Energy drinks may lead to substance use among kids

Toronto, March 7: Do you purchase energy drinks for growing children as these claim to increase alertness, improve mood and enhance mental and physical energy? Think again.

A new report finds that consumption of energy drinks among teenagers may be linked with poor mental health and substance abuse.

The paper also found that high-school students prone to depression as well as those who smoke marijuana or drink alcohol are more likely to consume energy drinks than peers.

“While it remains unclear why these associations exist, the trend is a concern because of the high rate of consumption among teenagers,” said Sunday Azagba, a researcher at the Propel Centre for Population Health Impact at Ontario-based University of Waterloo.

Among the 8,210 high-school students surveyed, nearly two-thirds reported using energy drinks at least once in the past year, with more than 20 percent consuming them once or more per month.

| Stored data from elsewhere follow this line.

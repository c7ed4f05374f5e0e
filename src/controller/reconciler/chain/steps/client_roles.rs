//! Client roles of the client.

use crate::controller::reconciler::chain::diff_sync::{RemoteEntry, SyncTarget};
use crate::controller::reconciler::chain::error::SyncError;
use crate::controller::reconciler::chain::steps::sync_collection;
use crate::controller::reconciler::chain::{ChainContext, SyncStep};
use crate::controller::reconciler::status::{StepKey, SyncOutcome};
use crate::crd::{ClientRole, KeycloakClient};
use crate::keycloak::{KeycloakApi, KeycloakError, RoleRepresentation};
use async_trait::async_trait;

#[derive(Debug, Clone, Copy, Default)]
pub struct ClientRolesStep;

#[async_trait]
impl SyncStep for ClientRolesStep {
    fn key(&self) -> StepKey {
        StepKey::ClientRoles
    }

    async fn sync(
        &self,
        ctx: &mut ChainContext<'_>,
        document: &KeycloakClient,
    ) -> Result<SyncOutcome, SyncError> {
        let target = ClientRoleTarget {
            api: ctx.api(),
            realm: ctx.realm(),
            client_uuid: ctx.client_uuid()?,
        };
        sync_collection(
            &target,
            &document.spec.client_roles,
            ctx.strategy(),
            "client roles",
        )
        .await
    }
}

struct ClientRoleTarget<'a> {
    api: &'a dyn KeycloakApi,
    realm: &'a str,
    client_uuid: &'a str,
}

#[async_trait]
impl SyncTarget for ClientRoleTarget<'_> {
    type Desired = ClientRole;
    type Payload = RoleRepresentation;

    fn kind(&self) -> &'static str {
        "client role"
    }

    fn desired_name<'d>(&self, desired: &'d ClientRole) -> &'d str {
        &desired.name
    }

    async fn list(&self) -> Result<Vec<RemoteEntry>, KeycloakError> {
        let roles = self.api.list_client_roles(self.realm, self.client_uuid).await?;
        Ok(roles
            .into_iter()
            .filter_map(|role| role.id.map(|id| RemoteEntry::new(id, role.name)))
            .collect())
    }

    async fn convert(&self, desired: &ClientRole) -> Result<RoleRepresentation, SyncError> {
        Ok(RoleRepresentation {
            name: desired.name.clone(),
            description: desired.description.clone(),
            client_role: true,
            container_id: Some(self.client_uuid.to_string()),
            ..Default::default()
        })
    }

    async fn create(&self, payload: &RoleRepresentation) -> Result<(), KeycloakError> {
        self.api
            .create_client_role(self.realm, self.client_uuid, payload)
            .await
    }

    async fn update(&self, id: &str, payload: &RoleRepresentation) -> Result<(), KeycloakError> {
        let role = RoleRepresentation {
            id: Some(id.to_string()),
            ..payload.clone()
        };
        self.api.update_role(self.realm, id, &role).await
    }

    async fn delete(&self, entry: &RemoteEntry) -> Result<(), KeycloakError> {
        self.api.delete_role(self.realm, &entry.id).await
    }
}
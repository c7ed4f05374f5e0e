//! # Keycloak Client Controller
//!
//! A Kubernetes controller that reconciles `KeycloakClient` documents into
//! clients of a Keycloak realm through the Keycloak admin REST API.
//!
//! ## Overview
//!
//! For every document the controller keeps the remote client, its roles,
//! client scopes, protocol mappers, service account, authorization services
//! and fine-grained admin permissions in line with the document. Each piece is
//! reported as a condition on the document, and the remote client is deleted
//! with the document unless the preserve annotation is set.
//!
//! ## Configuration
//!
//! - `KEYCLOAK_URL`, `KEYCLOAK_AUTH_REALM`, `KEYCLOAK_CLIENT_ID`
//! - `KEYCLOAK_USERNAME`/`KEYCLOAK_PASSWORD` or `KEYCLOAK_CLIENT_SECRET`
//! - `SUCCESS_RECONCILE_TIMEOUT_SECS`, `FAILURE_BACKOFF_BASE_SECS`,
//!   `KEYCLOAK_UNAVAILABLE_REQUEUE_SECS`, `MAX_CONCURRENT_RECONCILIATIONS`
//! - `METRICS_PORT` for `/metrics`, `/healthz` and `/readyz`
//! - `RUST_LOG` for the log filter

use anyhow::Result;
use keycloak_client_controller::runtime::initialization::initialize;
use keycloak_client_controller::runtime::watch_loop::run_watch_loop;

#[tokio::main]
async fn main() -> Result<()> {
    let init = initialize().await?;

    run_watch_loop(
        init.documents,
        init.reconciler,
        init.server_state,
        init.controller_config,
    )
    .await
}
//! # Keycloak Connection Configuration
//!
//! Admin API endpoint and credentials, loaded from environment variables.

use crate::config::controller::{env_var_opt, env_var_or_default, env_var_or_default_str};
use std::time::Duration;

/// How the controller authenticates against the Keycloak token endpoint
#[derive(Clone, PartialEq, Eq)]
pub enum KeycloakCredentials {
    /// Resource owner password grant (typically an admin user in `master`)
    Password { username: String, password: String },
    /// Client credentials grant using a confidential admin client
    ClientCredentials { client_secret: String },
}

impl std::fmt::Debug for KeycloakCredentials {
    fn fmt(&self, f: &mut std::fmt::Formatter<'_>) -> std::fmt::Result {
        match self {
            Self::Password { username, .. } => f
                .debug_struct("Password")
                .field("username", username)
                .field("password", &"***")
                .finish(),
            Self::ClientCredentials { .. } => f
                .debug_struct("ClientCredentials")
                .field("client_secret", &"***")
                .finish(),
        }
    }
}

/// Keycloak admin API configuration
#[derive(Debug, Clone)]
pub struct KeycloakConfig {
    /// Base URL of the Keycloak server, without a trailing slash
    pub url: String,
    /// Realm that issues admin tokens
    pub auth_realm: String,
    /// Client used to request admin tokens
    pub client_id: String,
    pub credentials: KeycloakCredentials,
    /// Upper bound for every admin API call (seconds)
    pub request_timeout_secs: u64,
}

impl KeycloakConfig {
    /// Load configuration from environment variables
    ///
    /// A password grant is used when both `KEYCLOAK_USERNAME` and `KEYCLOAK_PASSWORD`
    /// are set, otherwise the client credentials grant with `KEYCLOAK_CLIENT_SECRET`.
    ///
    /// # Errors
    /// Returns an error when `KEYCLOAK_URL` is missing or no credentials are configured.
    pub fn from_env() -> anyhow::Result<Self> {
        use crate::constants::*;

        let url = env_var_opt("KEYCLOAK_URL")
            .ok_or_else(|| anyhow::anyhow!("KEYCLOAK_URL must be set"))?;

        let credentials = match (env_var_opt("KEYCLOAK_USERNAME"), env_var_opt("KEYCLOAK_PASSWORD")) {
            (Some(username), Some(password)) => KeycloakCredentials::Password { username, password },
            _ => {
                let client_secret = env_var_opt("KEYCLOAK_CLIENT_SECRET").ok_or_else(|| {
                    anyhow::anyhow!(
                        "either KEYCLOAK_USERNAME/KEYCLOAK_PASSWORD or KEYCLOAK_CLIENT_SECRET must be set"
                    )
                })?;
                KeycloakCredentials::ClientCredentials { client_secret }
            }
        };

        Ok(Self {
            url: url.trim_end_matches('/').to_string(),
            auth_realm: env_var_or_default_str("KEYCLOAK_AUTH_REALM", DEFAULT_KEYCLOAK_AUTH_REALM),
            client_id: env_var_or_default_str("KEYCLOAK_CLIENT_ID", DEFAULT_KEYCLOAK_ADMIN_CLIENT_ID),
            credentials,
            request_timeout_secs: env_var_or_default(
                "KEYCLOAK_REQUEST_TIMEOUT_SECS",
                DEFAULT_KEYCLOAK_REQUEST_TIMEOUT_SECS,
            ),
        })
    }

    /// Config pointing at an explicit URL with password credentials
    #[must_use]
    pub fn with_password(url: &str, username: &str, password: &str) -> Self {
        use crate::constants::*;
        Self {
            url: url.trim_end_matches('/').to_string(),
            auth_realm: DEFAULT_KEYCLOAK_AUTH_REALM.to_string(),
            client_id: DEFAULT_KEYCLOAK_ADMIN_CLIENT_ID.to_string(),
            credentials: KeycloakCredentials::Password {
                username: username.to_string(),
                password: password.to_string(),
            },
            request_timeout_secs: DEFAULT_KEYCLOAK_REQUEST_TIMEOUT_SECS,
        }
    }

    #[must_use]
    pub fn request_timeout(&self) -> Duration {
        Duration::from_secs(self.request_timeout_secs)
    }
}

Younger high-school students were more likely to consume energy drinks than older ones.

“Marketing campaigns are designed to entice youth and young adults. It is a dangerous combination, especially for those at an increased risk for substance abuse,” Azagba noted.

Energy drinks have been associated with a number of negative health effects, including cardiovascular symptoms, sleep impairment and nervousness and nausea.

The side effects are caused by the beverages’ high concentration of caffeine, said the study published in the journal Preventive Medicine.

“Given the negative effects of excessive caffeine consumption as well as the coincident occurrence of the use of energy drinks and other negative behaviors in teens, the trends we are seeing are more than cause for concern,” explained Azagba.

“In our opinion, steps should be taken to limit teens’ access to energy drinks, to increase public awareness and education about the potential harms of these drinks and to minimise the amount of caffeine available in each unit,” the researchers stressed.